Indeed, overall five million more people in the UK are expected to be living with diabetes within the next 10 years and 850,000 people nationally are estimated to have the condition, but have not been formally diagnosed.

A new report for the London Assembly Health Committee; ‘Blood Sugar Rush – Diabetes Time Bomb in London’ shows that people of Afro-Caribbean descent are three times more likely to develop the condition than white people, with South Asians six times more likely than white people.

Dr Sahota says that it has lessons for cities around the world as the reasons behind the rise in type 2 diabetes are largely the same.

The report recommends a reduction in fat, sugar and salt in all food and drink and says the government needs to take a lead as manufacturers are not going to take it on themselves without being given clear guidelines.

The report also says there is a need to develop common performance measures to assess how well care is being delivered and overall the rising obesity problem needs to be tackled which means drawing up public education programmes to raise awareness and improve detection rates.

‘Dealing with just the consequences of diabetes, and not what is causing it, will continue to consign as many as 750,000 Londoners to a life of trying to control an avoidable long term condition, costing the taxpayer over £10 billion a year,’ said Dr Sahota.

‘Healthcare providers and government have a role to play in reversing this growing crisis, as does the food and drink industry. We have to bring about the rapid reduction in the role sugar plays within the daily diet of Londoners, and the nation alike,’ he added.

Roz Rosenblatt, Diabetes UK’s London regional manager, welcomed the report, particularly its focus on the need for a ‘joined up’ approach to diabetes. ‘We are calling for action to be taken in all local authorities on obesity reduction, risk assessment and early diagnosis for those at risk of type 2 diabetes or living with the condition without knowing it,’ she said.

‘We have seen firsthand that when areas such as Tower Hamlets and Newham prioritise diabetes care, it is possible to have a real impact on the health of the people living in those areas. This needs to be happening in all boroughs across the capital, otherwise the people of London and the NHS will be in real danger,’ she added.

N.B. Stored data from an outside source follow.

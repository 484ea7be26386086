use axum::extract::multipart::MultipartRejection;
use axum::extract::{Multipart, State};
use axum::Extension;
use vs_core::{Caller, Video};
use vs_services::commands::{PublishVideoInput, UpdateVideoInput, VideoListQuery};

use crate::error::{ApiError, ApiResult};
use crate::extract::{ApiPath, ApiQuery, MultipartForm};
use crate::response::{ApiResponse, Empty};
use crate::AppState;

pub async fn list_videos(
    State(state): State<AppState>,
    ApiQuery(query): ApiQuery<VideoListQuery>,
) -> ApiResult<Vec<Video>> {
    let videos = state.services.videos.list(&query).await?;
    Ok(ApiResponse::ok(videos, "Videos fetched successfully"))
}

/// Multipart parts: `title`, `description`, `videoFile`, `thumbnail`.
pub async fn publish_video(
    State(state): State<AppState>,
    Extension(caller): Extension<Caller>,
    multipart: Result<Multipart, MultipartRejection>,
) -> ApiResult<Video> {
    let mut form = MultipartForm::read(multipart?).await?;
    let input = PublishVideoInput {
        title: form.take_text("title"),
        description: form.take_text("description"),
        video_file: form.take_file("videoFile"),
        thumbnail: form.take_file("thumbnail"),
    };
    let video = state.services.videos.publish(&caller, input).await?;
    Ok(ApiResponse::created(video, "Video published successfully"))
}

pub async fn get_video(
    State(state): State<AppState>,
    ApiPath(video_id): ApiPath<String>,
) -> ApiResult<Video> {
    let video = state.services.videos.get(&video_id).await?;
    Ok(ApiResponse::ok(video, "Video fetched successfully"))
}

/// Multipart parts: `title`, `description`, `thumbnail`.
///
/// A broken form is handed to the service unread so ownership is checked
/// first.
pub async fn update_video(
    State(state): State<AppState>,
    Extension(caller): Extension<Caller>,
    ApiPath(video_id): ApiPath<String>,
    multipart: Result<Multipart, MultipartRejection>,
) -> ApiResult<Video> {
    let input = update_form(multipart).await.map_err(|ApiError(err)| err);
    let video = state.services.videos.update(&caller, &video_id, input).await?;
    Ok(ApiResponse::ok(video, "Video updated successfully"))
}

async fn update_form(
    multipart: Result<Multipart, MultipartRejection>,
) -> Result<UpdateVideoInput, ApiError> {
    let mut form = MultipartForm::read(multipart?).await?;
    Ok(UpdateVideoInput {
        title: form.take_text("title"),
        description: form.take_text("description"),
        thumbnail: form.take_file("thumbnail"),
    })
}

pub async fn delete_video(
    State(state): State<AppState>,
    Extension(caller): Extension<Caller>,
    ApiPath(video_id): ApiPath<String>,
) -> ApiResult<Empty> {
    state.services.videos.delete(&caller, &video_id).await?;
    Ok(ApiResponse::ok(Empty {}, "Video deleted successfully"))
}

pub async fn toggle_publish(
    State(state): State<AppState>,
    Extension(caller): Extension<Caller>,
    ApiPath(video_id): ApiPath<String>,
) -> ApiResult<Video> {
    let video = state.services.videos.toggle_publish(&caller, &video_id).await?;
    Ok(ApiResponse::ok(video, "Video updated successfully"))
}
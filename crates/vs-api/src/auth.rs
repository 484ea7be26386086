//! Caller resolution for protected routes.

use axum::extract::{Request, State};
use axum::http::header::{AUTHORIZATION, COOKIE};
use axum::http::HeaderMap;
use axum::middleware::Next;
use axum::response::Response;
use vs_core::AppError;

use crate::error::ApiError;
use crate::AppState;

pub const ACCESS_TOKEN_COOKIE: &str = "accessToken";

/// The `accessToken` cookie wins over an `Authorization: Bearer` header.
pub fn access_token(headers: &HeaderMap) -> Option<String> {
    let from_cookie = headers
        .get_all(COOKIE)
        .iter()
        .filter_map(|value| value.to_str().ok())
        .flat_map(|value| value.split(';'))
        .filter_map(|pair| pair.trim().split_once('='))
        .find(|(name, _)| *name == ACCESS_TOKEN_COOKIE)
        .map(|(_, token)| token.trim().to_string());

    from_cookie
        .or_else(|| {
            headers
                .get(AUTHORIZATION)
                .and_then(|value| value.to_str().ok())
                .and_then(|value| value.strip_prefix("Bearer "))
                .map(|token| token.trim().to_string())
        })
        .filter(|token| !token.is_empty())
}

/// Verifies the access token and stores the `Caller` in request extensions.
pub async fn require_caller(
    State(state): State<AppState>,
    mut request: Request,
    next: Next,
) -> Result<Response, ApiError> {
    let token = access_token(request.headers())
        .ok_or_else(|| AppError::unauthorized("Unauthorized request"))?;
    let caller = state.identity.verify_access_token(&token)?;
    request.extensions_mut().insert(caller);
    Ok(next.run(request).await)
}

Dr Sahota also pointed out the difficulties families have in picking out nutritional meals and he believes that the government has a major role to play by encouraging large food producers to self-regulate the health of their produce.

He also calls for healthy foods, particularly vegetables and fresh fruit to be more affordable for families and those on lower incomes. Another area for action is food advertising which focuses on readymade meals and processed foods and not on home cooking.

The opinions expressed in this article do not necessarily reflect the views of the Community and should not be interpreted as medical advice. Please see your doctor before making any changes to your diabetes management plan.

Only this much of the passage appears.